Acclaimed fiction writer to read Nov. 18

Author Tom Paine will continue this fall’s Author Series as its penultimate reader when he visits campus on Nov. 18.

Paine, a finalist for the National Magazine Award, is a widely published fiction writer with numerous awards to his credit.
His short story collection “Scar Vegas” was named a New York Times Notable Book of the Year. Published by Harcourt, this collection was a Pen/Hemingway Award finalist, a Village Voice “Writer on the Verge” pick, an Esquire “Hot List” book and a Barnes and Noble “Discover New Writers” pick.

Paine’s publishing credits include The New Yorker, Harper’s, Playboy, Zoetrope, The Boston Review, The New England Review, and Story.  His fiction also has appeared in the award anthologies for The O. Henry Awards, The Pushcart Prize (twice), Best New Stories from the South, American Fiction X: Best Stories from Unpublished Writers and The KGB Bar Reader.

In a review of this short story collection, New York Times critic Christopher Lehmann-Haupt noted, “Yet what impresses the reader about Mr.
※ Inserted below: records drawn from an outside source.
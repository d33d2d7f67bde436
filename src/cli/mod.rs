use clap::{Parser, Subcommand};

mod plot;
mod run;
mod validate;

#[derive(Parser, Debug)]
#[command(name = "scqc", version, about = "Single-cell RNA-seq quality control")]
pub struct Cli {
    #[command(subcommand)]
    command: Command,
}

#[derive(Subcommand, Debug)]
enum Command {
    /// Compute QC metrics, outlier flags, normalization and plots
    Run(run::RunArgs),
    /// Load the input and report its layout
    Validate(validate::ValidateArgs),
    /// Draw a single QC plot
    #[command(subcommand)]
    Plot(plot::PlotCommand),
}

impl Cli {
    pub fn dispatch(self) -> anyhow::Result<()> {
        match self.command {
            Command::Run(args) => run::handle(args),
            Command::Validate(args) => validate::handle(args),
            Command::Plot(cmd) => plot::handle(cmd),
        }
    }
}

#[cfg(test)]
#[path = "../../tests/src_inline/cli/mod.rs"]
mod tests;
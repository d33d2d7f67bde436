use super::*;
use tempfile::tempdir;

#[test]
fn detects_prefix_none() {
    let dir = tempdir().expect("tempdir");
    std::fs::write(dir.path().join("matrix.mtx"), "x").expect("write");
    let got = detect_prefix(dir.path()).expect("prefix");
    assert_eq!(got, None);
}

#[test]
fn detects_prefix_present() {
    let dir = tempdir().expect("tempdir");
    std::fs::write(dir.path().join("ABC_matrix.mtx"), "x").expect("write");
    let got = detect_prefix(dir.path()).expect("prefix");
    assert_eq!(got, Some("ABC".to_string()));
}

#[test]
fn shared_cache_names() {
    assert_eq!(shared_cache_file_name(None), "kira-organelle.bin");
    assert_eq!(shared_cache_file_name(Some("XYZ")), "XYZ.kira-organelle.bin");
}

#[test]
fn finds_cache_by_suffix_when_exact_missing() {
    let dir = tempdir().expect("tempdir");
    std::fs::write(dir.path().join("B.kira-organelle.bin"), "x").expect("write");
    std::fs::write(dir.path().join("A.kira-organelle.bin"), "x").expect("write");
    let got = find_shared_cache_file(dir.path(), None).expect("find");
    assert_eq!(got, Some(dir.path().join("A.kira-organelle.bin")));
}

#[test]
fn finds_exact_cache_preferred() {
    let dir = tempdir().expect("tempdir");
    std::fs::write(dir.path().join("ABC.kira-organelle.bin"), "x").expect("write");
    std::fs::write(dir.path().join("kira-organelle.bin"), "x").expect("write");
    let got = find_shared_cache_file(dir.path(), None).expect("find");
    assert_eq!(got, Some(dir.path().join("kira-organelle.bin")));
}

#[test]
fn no_cache_found() {
    let dir = tempdir().expect("tempdir");
    std::fs::write(dir.path().join("matrix.mtx"), "x").expect("write");
    assert_eq!(find_shared_cache_file(dir.path(), None).expect("find"), None);
}

#[test]
fn v3_and_v2_layouts() {
    let dir = tempdir().expect("tempdir");
    std::fs::write(dir.path().join("matrix.mtx"), "x").expect("write");
    std::fs::write(dir.path().join("barcodes.tsv"), "c1\n").expect("write");
    std::fs::write(dir.path().join("features.tsv"), "f1\tG1\n").expect("write");
    let layout = detect_10x_dir(dir.path()).expect("layout");
    assert_eq!(layout.format, TenXFormat::TenXv3);
    assert_eq!(layout.features_path, dir.path().join("features.tsv"));

    let v2 = tempdir().expect("tempdir");
    std::fs::write(v2.path().join("matrix.mtx"), "x").expect("write");
    std::fs::write(v2.path().join("barcodes.tsv"), "c1\n").expect("write");
    std::fs::write(v2.path().join("genes.tsv"), "f1\tG1\n").expect("write");
    let layout = detect_10x_dir(v2.path()).expect("layout");
    assert_eq!(layout.format, TenXFormat::TenXv2);
    assert_eq!(layout.format.to_string(), "tenx_v2");
}

#[test]
fn missing_matrix_is_an_error() {
    let dir = tempdir().expect("tempdir");
    std::fs::write(dir.path().join("barcodes.tsv"), "c1\n").expect("write");
    assert!(matches!(
        detect_10x_dir(dir.path()),
        Err(InputError::MissingFile(_))
    ));
}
Paine’s stories is not so much their ideology as their extraordinary variety and narrative verve. In each of them, the author immediately establishes an extreme situation that rivets your attention, whether it is the plight of Melanie Applebee, an out-of-work brokerage executive who suddenly finds herself a derelict in ‘A Predictable Nightmare on the Eve of the Stock Market First Breaking 6,000,’ or the twin brothers in ‘Ceausescu’s Cat,’ who struggle with their feeling of being invisible in totalitarian Romania.”

Writing in the Austin Chronicle, critic Mark Wilson found unusual narrative breadth and excitement in “Scar Vegas”: “However he wants to classify his work, one thing is for certain: Tom Paine has delivered an exciting debut. One of the most impressive things about Paine’s book is the variety of voices he inhabits, as well as the many locales in which he situates his stories — from Romania to the Virgin Islands to North Carolina. In the hilarious ‘Unapproved Minutes of the Carthage, Vermont, Zoning Board of Adjustment,’ he enters the head of the supposedly unbiased secretary who recounts the events of a heated town meeting, and in the stunning ‘The Battle of Khafji’ a soldier witnesses the brutality of the Gulf War, which he terms ‘Operation Video Game’ due to its high-tech methods of warfare.”

His novel “The Pearl of Kuwait,” also published by Harcourt, was featured on NPR, reviewed nationally and recently optioned.
Paine, will read from his work at 5:30 p.m. Tuesday, Nov. 18, in the Stearns Cinema Room. His reading is free and open to the public.